Why is BMS myeloma drug Abecma’s introduction delayed?

2023-05-11     Jeong Min-jun

For Abecma (idecaptagene vicleucel or ide-cel), BMS’ CAR-T cell therapy for multiple myeloma, to survive in the Korean market, it must devise an approval strategy differentiated from its competitor, Janssen’s Carvykti (ciltacaptagene autoleucel, or cilta-cel).

Abecma’s globally approved indication as the fifth treatment for recurrent and refractory multiple myeloma is less competitive in Korea. So it will have a chance only as a fourth treatment, according to an expert.

However, that will postpone the drug’s introduction to Korea even further.

(Credit: Getty Images)

Professor Kim Ki-hyun of the Hemato-oncology Department at Samsung Medical Center said so, comparing the two drugs’ clinical data.

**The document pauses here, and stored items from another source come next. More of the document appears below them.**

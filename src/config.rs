// Configuration file handling

use serde::{Deserialize, Serialize};
use std::path::{Path, PathBuf};

use crate::engine::EngineKind;

#[derive(Debug, Clone, Serialize, Deserialize, Default)]
pub struct Config {
    #[serde(default)]
    pub general: GeneralConfig,

    #[serde(default)]
    pub suite: SuiteConfig,
}

#[derive(Debug, Clone, Serialize, Deserialize)]
pub struct GeneralConfig {
    /// Where the report is written
    #[serde(default = "default_output")]
    pub output: String,

    /// Engine used when none is given on the command line
    #[serde(default)]
    pub engine: Option<String>,
}

impl Default for GeneralConfig {
    fn default() -> Self {
        Self {
            output: default_output(),
            engine: None,
        }
    }
}

/// Suite names per engine
#[derive(Debug, Clone, Serialize, Deserialize)]
pub struct SuiteConfig {
    #[serde(default = "default_pytest_suite")]
    pub pytest: String,

    #[serde(default = "default_behave_suite")]
    pub behave: String,
}

impl Default for SuiteConfig {
    fn default() -> Self {
        Self {
            pytest: default_pytest_suite(),
            behave: default_behave_suite(),
        }
    }
}

// Default values
pub const ENV_HANDS_OUTPUT: &str = "HANDS_OUTPUT";

pub fn default_output() -> String {
    std::env::var(ENV_HANDS_OUTPUT).unwrap_or_else(|_| String::from("output.xml"))
}

fn default_pytest_suite() -> String {
    EngineKind::Pytest.default_suite_name().to_string()
}

fn default_behave_suite() -> String {
    EngineKind::Behave.default_suite_name().to_string()
}

impl Config {
    /// Load configuration from default locations
    pub fn load() -> Option<Self> {
        // Check locations in order:
        // 1. .handsrc (current directory)
        // 2. ~/.handsrc (home directory)
        // 3. .handsrc.toml (current directory)
        // 4. ~/.handsrc.toml (home directory)

        let cwd = std::env::current_dir().ok()?;
        let home = dirs::home_dir();

        let mut paths = vec![cwd.join(".handsrc")];
        paths.extend(home.as_ref().map(|h| h.join(".handsrc")));
        paths.push(cwd.join(".handsrc.toml"));
        paths.extend(home.as_ref().map(|h| h.join(".handsrc.toml")));

        paths
            .iter()
            .find(|path| path.exists())
            .and_then(|path| Self::load_from_file(path))
    }

    /// Load configuration from a specific file
    pub fn load_from_file(path: &Path) -> Option<Self> {
        let content = std::fs::read_to_string(path).ok()?;
        Self::parse(&content)
    }

    /// Parse configuration from TOML string
    pub fn parse(content: &str) -> Option<Self> {
        toml::from_str(content).ok()
    }

    /// Generate configuration as TOML
    pub fn to_toml(&self) -> String {
        toml::to_string_pretty(self).unwrap_or_else(|_| String::new())
    }

    /// Configured suite name for `engine`
    pub fn suite_name(&self, engine: EngineKind) -> String {
        match engine {
            EngineKind::Pytest => self.suite.pytest.clone(),
            EngineKind::Behave => self.suite.behave.clone(),
            EngineKind::Robot => engine.default_suite_name().to_string(),
        }
    }

    pub fn output_path(&self) -> PathBuf {
        PathBuf::from(&self.general.output)
    }
}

In March 2021, Abecma won fast-track approval from the U.S. Food and Drug Administration to treat adult patients with recurrent and refractory multiple myeloma who have previously received for or more treatments, including immunomodulators, proteasome inhibitors, and anti-CD 38 monoclonal antibodies.

About a year later, in February 2022, Carvykti won an FDA nod for the same indication and approval from the Korea Ministry of Food and Drug Safety this past March.

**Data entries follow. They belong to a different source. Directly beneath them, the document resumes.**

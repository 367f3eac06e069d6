//! Contract with the signup API server.

use crate::error::ApiResult;
use async_trait::async_trait;
use serde::{Deserialize, Serialize};

/// Body of a successful API call. Extra fields are ignored.
#[derive(Debug, Clone, PartialEq, Eq, Serialize, Deserialize)]
pub struct ApiMessage {
    pub message: String,
}

impl ApiMessage {
    pub fn new(message: impl Into<String>) -> Self {
        Self {
            message: message.into(),
        }
    }
}

#[derive(Debug, Clone, PartialEq, Eq, Serialize, Deserialize)]
pub struct EmailCertification {
    pub email: String,
    pub code: String,
}

/// Wire shape of the signup request.
#[derive(Clone, PartialEq, Eq, Serialize, Deserialize)]
#[serde(rename_all = "camelCase")]
pub struct SignupPayload {
    pub user_id: String,
    pub user_pw: String,
    pub email: String,
}

impl std::fmt::Debug for SignupPayload {
    fn fmt(&self, f: &mut std::fmt::Formatter<'_>) -> std::fmt::Result {
        f.debug_struct("SignupPayload")
            .field("user_id", &self.user_id)
            .field("user_pw", &"<redacted>")
            .field("email", &self.email)
            .finish()
    }
}

/// The four operations the signup page needs from the server.
///
/// Methods returning `Option` treat an empty (or `null`) success body as
/// `None`; callers stay silent in that case.
#[async_trait]
pub trait SignupApi: Send + Sync {
    /// Asks whether `user_id` is still available.
    async fn check_user_id(&self, user_id: &str) -> ApiResult<ApiMessage>;

    /// Sends a verification code to `email`.
    async fn send_email_code(&self, email: &str) -> ApiResult<Option<ApiMessage>>;

    async fn verify_email_code(
        &self,
        certification: &EmailCertification,
    ) -> ApiResult<Option<ApiMessage>>;

    async fn signup(&self, payload: &SignupPayload) -> ApiResult<Option<ApiMessage>>;
}

#[cfg(test)]
mod tests {
    use super::*;

    #[test]
    fn test_signup_payload_wire_shape() {
        let payload = SignupPayload {
            user_id: "abc123".to_string(),
            user_pw: "password1".to_string(),
            email: "user@example.com".to_string(),
        };
        let json = serde_json::to_value(&payload).unwrap();
        assert_eq!(
            json,
            serde_json::json!({
                "userId": "abc123",
                "userPw": "password1",
                "email": "user@example.com"
            })
        );
    }

    #[test]
    fn test_payload_debug_hides_password() {
        let payload = SignupPayload {
            user_id: "abc123".to_string(),
            user_pw: "password1".to_string(),
            email: "user@example.com".to_string(),
        };
        let debug = format!("{:?}", payload);
        assert!(!debug.contains("password1"));
        assert!(debug.contains("abc123"));
    }

    #[test]
    fn test_api_message_ignores_extra_fields() {
        let message: ApiMessage =
            serde_json::from_str(r#"{"message":"사용 가능한 아이디입니다.","available":true}"#)
                .unwrap();
        assert_eq!(message.message, "사용 가능한 아이디입니다.");
    }
}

Unlike in America, Carvykti made its debut earlier in the Korean market, noticeably weakening the competition of the latecomer Abecma.

FDA approvals of Abecma and Carvykti were made on the KarMMA study and the XARTITUDE-1 study in recurrent and refractory multiple myeloma patients with four or more previous treatments. Based on these, they won the nod for the fifth treatment of recurrent and refractory patients.

However, Abecma’s overall response (OR) and the median progression-free survival (mPFS) value stood at 73 percent and 8.89 months in the KarMMa-2 study, while those for Carvykti were 97.9 percent and 22.8 months in the CARTITUDE-1 study.

It isn't easy to compare Abecma and Carvykti directly with these figures shown in different studies as these were not head-to-head research. However, their data as the fifth treatment showed visible differences.

“Carvykti showed mPFS of 22.8 months in the CARTITUDE-1 study. This marked an improved figure of six times compared to the mPFS of four months shown in previous fifth treatments,” Professor Kim said. “In contrast, according to the data released, Abecma’s mPFS was relatively shorter (than Carvykti), with 8.9 months in the fifth treatment.”

Kim noted that Carvikty’s introduction was significant as it offered a new option for Korean patients requiring fifth treatments, making Abecma’s introduction difficult as a fifth treatment, however.

For Abecma to be competitive in the Korean market, it must get approval as the fourth treatment based on the ongoing KarMMa-3 study,” he said.

BMS is conducting the KarMMa-3 study, a phase 3 clinical trial in recurrent and refractory multiple myeloma patients who have received three or more treatments before.

In the study, the Abecma group’s mPFS was 13.3 months at the 18.6th month, the median point of follow-up monitoring, showing 51 percent or more PFS or death risks compared with the standard therapy group’s 4.4 months. OS was 71 percent in the Abecma group, and 42 percent in the standard treatment group, and CR was 39 percent and 5 percent, respectively.

Based on these data, BMS is attempting to expand Abecma’s indication to a fourth treatment overseas. It registered an indication-expansion application with the FDA in April and submitted applications to the European Medicine Agency and the Japanese Minister of Health, Labor and Welfare.

Accordingly, industry insiders expect it will take a little more time for Abecma to debut as a fourth treatment in Korea.